This is super-common. There absolutely is a trade-off between how much time you put in as an engineer or as a researcher, as any kind of practitioner; there’s definitely a trade-off. You could really carefully narrow down your hyperparameter ranges, and then spend less in GPU hours to find some good optimum… Or you could just set it up to be a super-broad search, let it run for a week, and it’ll take you personally two days less time to run those experiments, of your own hours.
The thing is, everyone does this. There is some way to often reduce the amount of time that you have to manually engineer something… And another way this can happen is you’ll think of some algorithm to do inference on your model; and then later you’ll be like “Oh, you know what? I could make that faster by maybe 5% if I spend a full working day rewriting all of that code.” Sometimes it’s just not worth it.
The key idea behind our Green AI paper is that this happens all the time with people, and often we just don’t report that. One analogy that I use is that in our field we don’t keep lab notebooks. We just don’t record a lot of the experiments that we run, and we treat those as like negative experiments, experiments that don’t show what we’re looking for, and then we only report the positive experiments at the end. So we just report the single best performance that we’ve found. But with our Green AI paper what we argue is that we should be reporting even if it’s not always the most optimized, the most efficient approach. The best thing that we can do right now is just report something.
It’s a really good point there… And Roy, I wanted to bring you back into it for a moment… One of the things that you say in your paper is “Finally, we note that the trend of releasing pre-trained models publicly is a green success, and we’d like to encourage organizations to continue to release their models in order to save others the cost of retraining them.” So how far can you really get with pre-trained models? Do you feel that that will do that? Is that the way we should get people to start thinking about it? Because it seems like there’s certainly a training component here in terms of driving people down the right path.
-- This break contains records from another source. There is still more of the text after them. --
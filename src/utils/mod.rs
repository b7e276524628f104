// specdriven-service/src/utils/mod.rs
use crate::models::{CallerIdentity, Claims, ServiceError, User};
use actix_web::http::header;
use actix_web::{dev::ServiceRequest, HttpMessage, HttpRequest};
use bcrypt::{hash, verify, DEFAULT_COST};
use chrono::{Duration, Utc};
use jsonwebtoken::{decode, encode, DecodingKey, EncodingKey, Header, Validation};
use log::warn;
use std::env;
use std::fs;
use std::path::Path;
use std::sync::{Mutex, MutexGuard, TryLockError};
use std::thread;
use std::time::{Duration as StdDuration, Instant};

pub mod authorization;
pub mod invitation_storage;
pub mod membership_storage;
pub mod project_storage;
pub mod spec_storage;
pub mod token;

// How long a single request may wait on a busy store before giving up.
const STORE_WAIT_MS: u64 = 2_000;

// Cut-off for one request's store work. Handlers mint one per request and
// thread it through every mutating store call they make.
#[derive(Debug, Clone, Copy)]
pub struct Deadline {
    at: Instant,
}

impl Deadline {
    pub fn new(timeout: StdDuration) -> Self {
        Deadline {
            at: Instant::now() + timeout,
        }
    }

    pub fn for_request() -> Self {
        Self::new(StdDuration::from_millis(STORE_WAIT_MS))
    }

    pub fn is_past(&self) -> bool {
        Instant::now() >= self.at
    }
}

// Process-wide mutex guarding one storage directory. Mutations serialize
// through `acquire`; a caller whose deadline runs out gets `StoreUnavailable`
// instead of queueing forever.
pub struct StoreLock {
    inner: Mutex<()>,
}

impl StoreLock {
    pub fn new() -> Self {
        StoreLock {
            inner: Mutex::new(()),
        }
    }

    pub fn acquire(&self, deadline: &Deadline) -> Result<MutexGuard<'_, ()>, ServiceError> {
        loop {
            match self.inner.try_lock() {
                Ok(guard) => return Ok(guard),
                Err(TryLockError::WouldBlock) => {
                    if deadline.is_past() {
                        warn!("Store lock wait exceeded its deadline");
                        return Err(ServiceError::StoreUnavailable);
                    }
                    thread::sleep(StdDuration::from_millis(2));
                }
                Err(TryLockError::Poisoned(poisoned)) => {
                    // A panicked holder leaves plain JSON files behind; the
                    // guard itself is still good for serializing access.
                    return Ok(poisoned.into_inner());
                }
            }
        }
    }
}

// Pull the verified caller identity the auth middleware stored on the request.
pub fn caller_from_request(req: &HttpRequest) -> Result<CallerIdentity, ServiceError> {
    req.extensions()
        .get::<CallerIdentity>()
        .cloned()
        .ok_or(ServiceError::Unauthorized)
}

// Runtime configuration; everything is optional with development defaults.
pub mod config {
    use std::env;

    pub fn bind_address() -> String {
        env::var("BIND_ADDR").unwrap_or_else(|_| "127.0.0.1:9090".to_string())
    }

    // Base for the accept/decline links that go into invitation emails
    pub fn frontend_url() -> String {
        env::var("FRONTEND_URL").unwrap_or_else(|_| "http://localhost:3000".to_string())
    }
}

// JWT utility functions
pub mod jwt {
    use super::*;

    // Get JWT secret from environment or use default
    fn get_jwt_secret() -> String {
        env::var("JWT_SECRET").unwrap_or_else(|_| "specdriven_super_secret_key".to_string())
    }

    // Generate a new JWT token for a user
    pub fn generate_token(user: &User) -> Result<String, ServiceError> {
        let secret = get_jwt_secret();
        let expiration = Utc::now()
            .checked_add_signed(Duration::days(7))
            .expect("Valid timestamp")
            .timestamp() as usize;

        let claims = Claims {
            sub: user.id.clone(),
            email: user.email.clone(),
            exp: expiration,
            iat: Utc::now().timestamp() as usize,
        };

        encode(
            &Header::default(),
            &claims,
            &EncodingKey::from_secret(secret.as_ref()),
        )
        .map_err(|_| ServiceError::InternalServerError)
    }

    // Validate and decode a JWT token
    pub fn decode_token(token: &str) -> Result<Claims, ServiceError> {
        let secret = get_jwt_secret();

        decode::<Claims>(
            token,
            &DecodingKey::from_secret(secret.as_ref()),
            &Validation::default(),
        )
        .map(|data| data.claims)
        .map_err(|_| ServiceError::Unauthorized)
    }

    // Extract JWT from Authorization header
    pub fn extract_token_from_header(auth_header: &str) -> Result<String, ServiceError> {
        if !auth_header.starts_with("Bearer ") {
            return Err(ServiceError::Unauthorized);
        }

        Ok(auth_header.trim_start_matches("Bearer ").to_string())
    }
}

// Password utility functions
pub mod password {
    use super::*;

    // Hash a password using bcrypt
    pub fn hash_password(password: &str) -> Result<String, ServiceError> {
        hash(password, DEFAULT_COST).map_err(|_| ServiceError::InternalServerError)
    }

    // Verify a password against a hash
    pub fn verify_password(password: &str, hash: &str) -> Result<bool, ServiceError> {
        verify(password, hash).map_err(|_| ServiceError::InternalServerError)
    }
}

// User storage utilities
pub mod user_storage {
    use super::*;

    const USERS_DIR: &str = "./storage/users";

    // Save a user to storage
    pub fn save_user(user: &User) -> Result<(), ServiceError> {
        let users_dir = Path::new(USERS_DIR);
        if !users_dir.exists() {
            fs::create_dir_all(users_dir).map_err(|_| ServiceError::InternalServerError)?;
        }

        let user_path = format!("{}/{}.json", USERS_DIR, user.id);

        fs::write(
            &user_path,
            serde_json::to_string(&user).map_err(|_| ServiceError::InternalServerError)?,
        )
        .map_err(|_| ServiceError::InternalServerError)
    }

    // Find a user by email
    pub fn find_user_by_email(email: &str) -> Result<Option<User>, ServiceError> {
        let users_dir = Path::new(USERS_DIR);

        if !users_dir.exists() {
            fs::create_dir_all(users_dir).map_err(|_| ServiceError::InternalServerError)?;
            return Ok(None);
        }

        for entry in fs::read_dir(users_dir).map_err(|_| ServiceError::InternalServerError)? {
            let entry = entry.map_err(|_| ServiceError::InternalServerError)?;
            let path = entry.path();

            if path.is_file() && path.extension().map_or(false, |ext| ext == "json") {
                let content =
                    fs::read_to_string(&path).map_err(|_| ServiceError::InternalServerError)?;
                let user: User =
                    serde_json::from_str(&content).map_err(|_| ServiceError::InternalServerError)?;

                if user.email.eq_ignore_ascii_case(email) {
                    return Ok(Some(user));
                }
            }
        }

        Ok(None)
    }

    // Find a user by ID
    pub fn find_user_by_id(id: &str) -> Result<Option<User>, ServiceError> {
        let user_path = format!("{}/{}.json", USERS_DIR, id);
        let path = Path::new(&user_path);

        if !path.exists() {
            return Ok(None);
        }

        let content = fs::read_to_string(path).map_err(|_| ServiceError::InternalServerError)?;
        let user: User =
            serde_json::from_str(&content).map_err(|_| ServiceError::InternalServerError)?;

        Ok(Some(user))
    }
}

// Middleware for JWT authentication
pub mod auth_middleware {
    use super::*;
    use actix_web::dev::{forward_ready, Service, Transform};
    use actix_web::Error;
    use futures::future::{ok, Ready};
    use std::future::Future;
    use std::pin::Pin;
    use std::task::{Context, Poll};

    pub struct Authentication;

    impl<S, B> Transform<S, ServiceRequest> for Authentication
    where
        S: Service<ServiceRequest, Response = actix_web::dev::ServiceResponse<B>, Error = Error>,
        S::Future: 'static,
        B: 'static,
    {
        type Response = actix_web::dev::ServiceResponse<B>;
        type Error = Error;
        type Transform = AuthenticationMiddleware<S>;
        type InitError = ();
        type Future = Ready<Result<Self::Transform, Self::InitError>>;

        fn new_transform(&self, service: S) -> Self::Future {
            ok(AuthenticationMiddleware { service })
        }
    }

    pub struct AuthenticationMiddleware<S> {
        service: S,
    }

    impl<S, B> Service<ServiceRequest> for AuthenticationMiddleware<S>
    where
        S: Service<ServiceRequest, Response = actix_web::dev::ServiceResponse<B>, Error = Error>,
        S::Future: 'static,
        B: 'static,
    {
        type Response = actix_web::dev::ServiceResponse<B>;
        type Error = Error;
        type Future = Pin<Box<dyn Future<Output = Result<Self::Response, Self::Error>>>>;

        forward_ready!(service);

        fn call(&self, req: ServiceRequest) -> Self::Future {
            // Get Authorization header
            let auth_header = req.headers().get(header::AUTHORIZATION);

            if let Some(auth_header) = auth_header {
                if let Ok(auth_str) = auth_header.to_str() {
                    if let Ok(token) = jwt::extract_token_from_header(auth_str) {
                        if let Ok(claims) = jwt::decode_token(&token) {
                            // Handlers get the verified identity, never the
                            // raw token or claims
                            req.extensions_mut().insert(CallerIdentity::from(&claims));
                            let fut = self.service.call(req);
                            return Box::pin(async move { fut.await });
                        }
                    }
                }
            }

            Box::pin(async move { Err(ServiceError::Unauthorized.into()) })
        }
    }
}

#[cfg(test)]
mod tests {
    use super::*;
    use std::time::Duration as StdDuration;

    #[test]
    fn jwt_round_trip_preserves_identity() {
        let user = User {
            id: "user-1".to_string(),
            email: "ada@example.com".to_string(),
            password_hash: "irrelevant".to_string(),
            name: None,
            created_at: Utc::now(),
        };

        let token = jwt::generate_token(&user).unwrap();
        let claims = jwt::decode_token(&token).unwrap();

        assert_eq!(claims.sub, "user-1");
        assert_eq!(claims.email, "ada@example.com");
    }

    #[test]
    fn garbage_tokens_are_unauthorized() {
        assert!(matches!(
            jwt::decode_token("not.a.jwt"),
            Err(ServiceError::Unauthorized)
        ));
        assert!(matches!(
            jwt::extract_token_from_header("Basic abc"),
            Err(ServiceError::Unauthorized)
        ));
    }

    #[test]
    fn password_hash_verifies_and_rejects() {
        let hashed = password::hash_password("hunter2").unwrap();
        assert!(password::verify_password("hunter2", &hashed).unwrap());
        assert!(!password::verify_password("hunter3", &hashed).unwrap());
    }

    #[test]
    fn store_lock_times_out_instead_of_blocking() {
        let lock = StoreLock::new();
        let deadline = Deadline::for_request();
        let guard = lock.acquire(&deadline).unwrap();

        let short = Deadline::new(StdDuration::from_millis(20));
        let second = lock.acquire(&short);
        assert!(matches!(second, Err(ServiceError::StoreUnavailable)));

        drop(guard);
        assert!(lock.acquire(&Deadline::for_request()).is_ok());
    }

    #[test]
    fn deadline_reports_expiry() {
        let past = Deadline::new(StdDuration::from_millis(0));
        std::thread::sleep(StdDuration::from_millis(5));
        assert!(past.is_past());
        assert!(!Deadline::for_request().is_past());
    }
}
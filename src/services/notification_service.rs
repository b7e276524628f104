// specdriven-service/src/services/notification_service.rs
//
// Email hand-off for invitations. Delivery goes to a development outbox:
// each email is a JSON file under ./storage/outbox for an external worker to
// drain. Failures are logged and swallowed; a lost email never rolls back
// the invitation it announces.
use crate::models::{ProjectInvitation, Role, ServiceError};
use crate::utils::{config, project_storage, user_storage};
use chrono::{DateTime, Utc};
use log::{error, info};
use serde::{Deserialize, Serialize};
use std::fs;
use std::path::Path;

const OUTBOX_DIR: &str = "./storage/outbox";

#[derive(Serialize, Deserialize, Debug, Clone)]
pub struct InvitationEmail {
    pub invitation_id: String,
    pub to: String,
    pub project_name: String,
    pub project_description: Option<String>,
    pub inviter_name: String,
    pub inviter_email: Option<String>,
    pub role: Role,
    pub personal_message: Option<String>,
    pub accept_url: String,
    pub decline_url: String,
    pub expires_at: DateTime<Utc>,
}

// Build the payload for one invitation email. The raw token appears nowhere
// but inside the two links.
pub fn build_invitation_email(
    invitation: &ProjectInvitation,
    raw_token: &str,
) -> Result<InvitationEmail, ServiceError> {
    let project = project_storage::find_project_by_id(&invitation.project_id)?;
    let inviter = user_storage::find_user_by_id(&invitation.inviter_id)?;

    let project_name = project
        .as_ref()
        .map(|p| p.name.clone())
        .unwrap_or_else(|| invitation.project_id.clone());
    let inviter_name = inviter
        .as_ref()
        .map(|u| u.display_name())
        .unwrap_or_else(|| invitation.inviter_id.clone());

    let base = config::frontend_url();
    Ok(InvitationEmail {
        invitation_id: invitation.id.clone(),
        to: invitation.email.clone(),
        project_name,
        project_description: project.and_then(|p| p.description),
        inviter_name,
        inviter_email: inviter.map(|u| u.email),
        role: invitation.role,
        personal_message: invitation.message.clone(),
        accept_url: format!(
            "{}/invitations/{}/accept?token={}",
            base, invitation.id, raw_token
        ),
        decline_url: format!(
            "{}/invitations/{}/decline?token={}",
            base, invitation.id, raw_token
        ),
        expires_at: invitation.expires_at,
    })
}

// Queue the invitation email. Fire and forget: the invitation is already
// persisted and stays valid whatever happens here.
pub fn deliver_invitation(invitation: &ProjectInvitation, raw_token: &str) {
    match build_invitation_email(invitation, raw_token) {
        Ok(email) => {
            if let Err(err) = write_outbox(&email) {
                error!("📧 Failed to queue invitation email for {}: {}", email.to, err);
            } else {
                info!(
                    "📧 Queued invitation email to {} for project '{}'",
                    email.to, email.project_name
                );
            }
        }
        Err(err) => {
            error!(
                "📧 Failed to build invitation email for invitation {}: {}",
                invitation.id, err
            );
        }
    }
}

fn write_outbox(email: &InvitationEmail) -> Result<(), ServiceError> {
    let dir = Path::new(OUTBOX_DIR);
    if !dir.exists() {
        fs::create_dir_all(dir).map_err(|e| {
            error!("Failed to create outbox directory: {:?}", e);
            ServiceError::InternalServerError
        })?;
    }

    let email_json = serde_json::to_string_pretty(email).map_err(|e| {
        error!("Failed to serialize invitation email: {:?}", e);
        ServiceError::InternalServerError
    })?;

    fs::write(format!("{}/{}.json", OUTBOX_DIR, email.invitation_id), email_json).map_err(|e| {
        error!("Failed to write outbox entry: {:?}", e);
        ServiceError::InternalServerError
    })
}

#[cfg(test)]
mod tests {
    use super::*;

    #[test]
    fn outbox_entry_carries_the_token_only_in_links() {
        let invitation = ProjectInvitation::new(
            "missing-project".to_string(),
            "invitee@example.com".to_string(),
            "missing-user".to_string(),
            Role::Viewer,
            Some("come take a look".to_string()),
            "00".repeat(16),
            "00".repeat(32),
        );
        let raw_token = "feedface".repeat(8);

        deliver_invitation(&invitation, &raw_token);

        let path = format!("{}/{}.json", OUTBOX_DIR, invitation.id);
        let content = fs::read_to_string(&path).unwrap();
        let email: InvitationEmail = serde_json::from_str(&content).unwrap();

        assert_eq!(email.to, "invitee@example.com");
        assert!(email.accept_url.contains(&raw_token));
        assert!(email.decline_url.contains(&raw_token));
        // Unknown project and inviter fall back to their ids
        assert_eq!(email.project_name, "missing-project");
        assert_eq!(email.inviter_name, "missing-user");

        let _ = fs::remove_file(path);
    }
}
[44:29] Yeah, that’s a great point. Again, we struggled a lot in the paper, when we were writing it, how to not – I mean, what we call Red AI; there’s a kind of negative connotation there… But basically, I think there’s tons of value in these large pre-trained models. And definitely, once you release them, other people can train models much more efficiently. Because if you build models like – I don’t know if the name is [unintelligible 00:45:02.20] These are typical models that are pre-trained; some company, in this case Google or Facebook, put a lot of effort into training them, and now they released them, and other people can take them and use them for their own task, and the result will be much cheaper than if people trained their own model from scratch.
So this is definitely something that we encourage companies to do. I say companies, because companies are basically the only entities that can afford to do this. And again, our point is that these organizations shouldn’t stop training these huge models, but we should be thinking about the negative consequences. And one way to mitigate the negative consequences is to make these models public… Again, to reduce the overall cost for everyone to run their experiments.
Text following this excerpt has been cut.